## What is required
Your answer should be only the lines below from the one with "let body = encrypt(payload.as_bytes());" to the one with "a frame header.", repeated exactly, ends included.

## Dataset extract
=== Begin Enclosure ===

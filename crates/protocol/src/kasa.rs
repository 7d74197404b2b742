//! TP-Link Kasa legacy local protocol.
//!
//! Requests and responses are JSON documents obfuscated with an XOR
//! "autokey" cipher seeded with 171. Over TCP each message is prefixed with
//! its length as a 4-byte big-endian integer; UDP discovery datagrams carry
//! the ciphertext alone.

use chrono::{DateTime, Local};
use serde::{Deserialize, Serialize};

use crate::{DecodeError, Reading};

/// TCP and UDP port the plugs listen on.
pub const DEFAULT_PORT: u16 = 9999;

/// Upper bound on an accepted TCP frame. Real sysinfo payloads are ~1 KiB.
pub const MAX_FRAME_LEN: usize = 64 * 1024;

pub const SYSINFO_QUERY: &str = r#"{"system":{"get_sysinfo":{}}}"#;
pub const REALTIME_QUERY: &str = r#"{"emeter":{"get_realtime":{}}}"#;

const INITIAL_KEY: u8 = 171;

pub fn encrypt(plain: &[u8]) -> Vec<u8> {
    let mut key = INITIAL_KEY;
    plain
        .iter()
        .map(|&byte| {
            key ^= byte;
            key
        })
        .collect()
}

pub fn decrypt(cipher: &[u8]) -> Vec<u8> {
    let mut key = INITIAL_KEY;
    cipher
        .iter()
        .map(|&byte| {
            let plain = key ^ byte;
            key = byte;
            plain
        })
        .collect()
}

/// Encrypts `payload` and prepends the big-endian length header.
pub fn encode_frame(payload: &str) -> Vec<u8> {
    let body = encrypt(payload.as_bytes());
    let mut frame = Vec::with_capacity(body.len() + 4);
    frame.extend_from_slice(&(body.len() as u32).to_be_bytes());
    frame.extend_from_slice(&body);
    frame
}

/// Reads the body length announced by a frame header.
pub fn frame_len(header: [u8; 4]) -> Result<usize, DecodeError> {
    let len = u32::from_be_bytes(header) as usize;
    if len > MAX_FRAME_LEN {
        return Err(DecodeError::Malformed(format!(
            "frame of {len} bytes exceeds limit of {MAX_FRAME_LEN}"
        )));
    }
    Ok(len)
}

/// Decrypts a frame body (without header) into its JSON text.
pub fn decode_body(body: &[u8]) -> Result<String, DecodeError> {
    String::from_utf8(decrypt(body))
        .map_err(|e| DecodeError::Malformed(format!("response is not UTF-8: {e}")))
}

/// Identity and capability block returned by `system.get_sysinfo`.
#[derive(Debug, Clone, Default, PartialEq, Serialize, Deserialize)]
pub struct SysInfo {
    #[serde(default)]
    pub alias: String,
    #[serde(default)]
    pub model: String,
    #[serde(rename = "deviceId", default)]
    pub device_id: String,
    #[serde(default, alias = "mic_mac")]
    pub mac: String,
    /// Colon-separated feature flags, e.g. `TIM:ENE`.
    #[serde(default)]
    pub feature: String,
    #[serde(default)]
    pub relay_state: Option<u8>,
    #[serde(default)]
    pub sw_ver: String,
}

impl SysInfo {
    pub fn has_emeter(&self) -> bool {
        self.feature.split(':').any(|f| f == "ENE")
    }

    pub fn is_on(&self) -> Option<bool> {
        self.relay_state.map(|state| state == 1)
    }
}

#[derive(Deserialize)]
struct SystemEnvelope {
    system: SystemSection,
}

#[derive(Deserialize)]
struct SystemSection {
    get_sysinfo: SysInfo,
}

pub fn parse_sysinfo(json: &str) -> Result<SysInfo, DecodeError> {
    let envelope: SystemEnvelope = serde_json::from_str(json)?;
    Ok(envelope.system.get_sysinfo)
}

/// `emeter.get_realtime` payload.
///
/// Newer firmware reports integer milli-units (`power_mw`, `current_ma`),
/// older firmware reports floating-point base units (`power`, `current`).
#[derive(Debug, Clone, Default, PartialEq, Deserialize)]
pub struct EmeterRealtime {
    #[serde(default)]
    pub err_code: i64,
    #[serde(default)]
    pub err_msg: Option<String>,
    pub power_mw: Option<f64>,
    pub power: Option<f64>,
    pub current_ma: Option<f64>,
    pub current: Option<f64>,
    pub voltage_mv: Option<f64>,
    pub voltage: Option<f64>,
    pub total_wh: Option<f64>,
    pub total: Option<f64>,
}

impl EmeterRealtime {
    pub fn watts(&self) -> Option<f64> {
        self.power_mw.map(|mw| mw / 1000.0).or(self.power)
    }

    pub fn amperes(&self) -> Option<f64> {
        self.current_ma.map(|ma| ma / 1000.0).or(self.current)
    }

    pub fn volts(&self) -> Option<f64> {
        self.voltage_mv.map(|mv| mv / 1000.0).or(self.voltage)
    }

    /// Lifetime energy counter in kWh.
    pub fn total_kwh(&self) -> Option<f64> {
        self.total_wh.map(|wh| wh / 1000.0).or(self.total)
    }

    pub fn to_reading(&self, timestamp: DateTime<Local>) -> Result<Reading, DecodeError> {
        if self.err_code != 0 {
            return Err(DecodeError::Device {
                code: self.err_code,
                message: self.err_msg.clone().unwrap_or_default(),
            });
        }
        let watts = self
            .watts()
            .ok_or_else(|| DecodeError::Malformed("realtime reply has no power field".into()))?;
        Reading::at(watts, self.amperes(), timestamp)
    }
}

#[derive(Deserialize)]
struct EmeterEnvelope {
    emeter: EmeterSection,
}

#[derive(Deserialize)]
struct EmeterSection {
    #[serde(default)]
    err_code: i64,
    #[serde(default)]
    err_msg: Option<String>,
    get_realtime: Option<EmeterRealtime>,
}

pub fn parse_realtime(json: &str) -> Result<EmeterRealtime, DecodeError> {
    let envelope: EmeterEnvelope = serde_json::from_str(json)?;
    let section = envelope.emeter;
    if section.err_code != 0 {
        return Err(DecodeError::Unsupported(
            section
                .err_msg
                .unwrap_or_else(|| format!("emeter error {}", section.err_code)),
        ));
    }
    section
        .get_realtime
        .ok_or_else(|| DecodeError::Malformed("emeter reply has no get_realtime block".into()))
}

#[cfg(test)]
mod tests {
    use super::*;

    #[test]
    fn test_encrypt_matches_known_prefix() {
        let cipher = encrypt(SYSINFO_QUERY.as_bytes());
        assert_eq!(&cipher[..4], &[0xd0, 0xf2, 0x81, 0xf8]);
    }

    #[test]
    fn test_decrypt_inverts_encrypt() {
        let cipher = encrypt(REALTIME_QUERY.as_bytes());
        assert_eq!(decrypt(&cipher), REALTIME_QUERY.as_bytes());
    }

    #[test]
    fn test_encode_frame_header() {
        let frame = encode_frame(REALTIME_QUERY);
        let header = [frame[0], frame[1], frame[2], frame[3]];
        assert_eq!(frame_len(header).unwrap(), REALTIME_QUERY.len());
        assert_eq!(decode_body(&frame[4..]).unwrap(), REALTIME_QUERY);
    }

    #[test]
    fn test_frame_len_rejects_oversized() {
        let header = ((MAX_FRAME_LEN + 1) as u32).to_be_bytes();
        assert!(frame_len(header).is_err());
    }

    #[test]
    fn test_has_emeter_flag() {
        let plug = SysInfo {
            feature: "TIM:ENE".into(),
            ..Default::default()
        };
        let bare = SysInfo {
            feature: "TIM".into(),
            ..Default::default()
        };
        assert!(plug.has_emeter());
        assert!(!bare.has_emeter());
    }

    #[test]
    fn test_device_error_code() {
        let rt = EmeterRealtime {
            err_code: -3,
            err_msg: Some("invalid argument".into()),
            ..Default::default()
        };
        let err = rt.to_reading(Local::now()).unwrap_err();
        assert!(matches!(err, DecodeError::Device { code: -3, .. }));
    }
}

=== End Enclosure ===

## Solution below
    let body = encrypt(payload.as_bytes());
    let mut frame = Vec::with_capacity(body.len() + 4);
    frame.extend_from_slice(&(body.len() as u32).to_be_bytes());
    frame.extend_from_slice(&body);
    frame
}

/// Reads the body length announced by a frame header.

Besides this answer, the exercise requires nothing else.